Give the number of lines in the records below that include the word "metadata", and add nothing to it.

━━ Data under study

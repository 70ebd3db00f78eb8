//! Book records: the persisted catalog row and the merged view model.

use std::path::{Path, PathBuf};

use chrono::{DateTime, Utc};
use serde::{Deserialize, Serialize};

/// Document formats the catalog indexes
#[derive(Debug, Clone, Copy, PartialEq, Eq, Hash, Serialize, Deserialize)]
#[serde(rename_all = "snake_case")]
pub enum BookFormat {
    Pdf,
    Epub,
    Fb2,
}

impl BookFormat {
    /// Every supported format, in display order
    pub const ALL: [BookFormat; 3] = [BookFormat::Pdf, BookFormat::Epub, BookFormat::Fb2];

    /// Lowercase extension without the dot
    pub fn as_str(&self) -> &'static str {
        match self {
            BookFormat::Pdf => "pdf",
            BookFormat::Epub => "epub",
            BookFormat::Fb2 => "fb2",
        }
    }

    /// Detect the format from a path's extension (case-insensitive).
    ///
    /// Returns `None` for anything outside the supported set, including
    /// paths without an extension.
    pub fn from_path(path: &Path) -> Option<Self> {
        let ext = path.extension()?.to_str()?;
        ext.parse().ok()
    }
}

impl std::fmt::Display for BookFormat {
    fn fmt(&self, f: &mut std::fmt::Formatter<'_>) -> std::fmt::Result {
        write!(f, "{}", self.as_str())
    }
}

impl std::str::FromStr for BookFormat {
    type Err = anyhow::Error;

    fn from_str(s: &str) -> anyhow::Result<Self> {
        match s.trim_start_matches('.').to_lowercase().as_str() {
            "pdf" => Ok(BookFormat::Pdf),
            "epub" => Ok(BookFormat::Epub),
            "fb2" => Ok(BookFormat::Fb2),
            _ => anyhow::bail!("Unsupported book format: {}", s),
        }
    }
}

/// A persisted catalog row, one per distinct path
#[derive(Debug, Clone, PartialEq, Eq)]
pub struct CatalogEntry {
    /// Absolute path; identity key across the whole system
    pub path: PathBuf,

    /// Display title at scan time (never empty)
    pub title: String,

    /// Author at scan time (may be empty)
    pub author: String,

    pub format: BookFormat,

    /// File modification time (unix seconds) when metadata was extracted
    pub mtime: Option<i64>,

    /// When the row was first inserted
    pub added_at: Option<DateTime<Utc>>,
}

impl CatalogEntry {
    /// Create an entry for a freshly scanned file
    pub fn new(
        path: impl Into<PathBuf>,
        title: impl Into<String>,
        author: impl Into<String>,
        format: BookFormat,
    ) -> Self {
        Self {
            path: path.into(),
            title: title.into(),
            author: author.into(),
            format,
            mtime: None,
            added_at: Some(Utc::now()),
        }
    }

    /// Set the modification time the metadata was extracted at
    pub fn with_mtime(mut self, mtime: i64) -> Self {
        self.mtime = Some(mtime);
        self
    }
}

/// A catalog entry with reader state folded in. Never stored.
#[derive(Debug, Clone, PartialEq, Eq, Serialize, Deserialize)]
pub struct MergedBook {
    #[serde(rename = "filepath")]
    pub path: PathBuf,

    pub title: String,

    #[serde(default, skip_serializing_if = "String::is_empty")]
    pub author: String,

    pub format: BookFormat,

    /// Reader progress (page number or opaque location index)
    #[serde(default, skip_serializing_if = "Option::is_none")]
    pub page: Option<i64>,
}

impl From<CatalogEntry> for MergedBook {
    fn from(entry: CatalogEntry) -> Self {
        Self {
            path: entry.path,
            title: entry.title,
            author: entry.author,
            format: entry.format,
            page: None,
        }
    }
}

━━━━

Answer below :: 2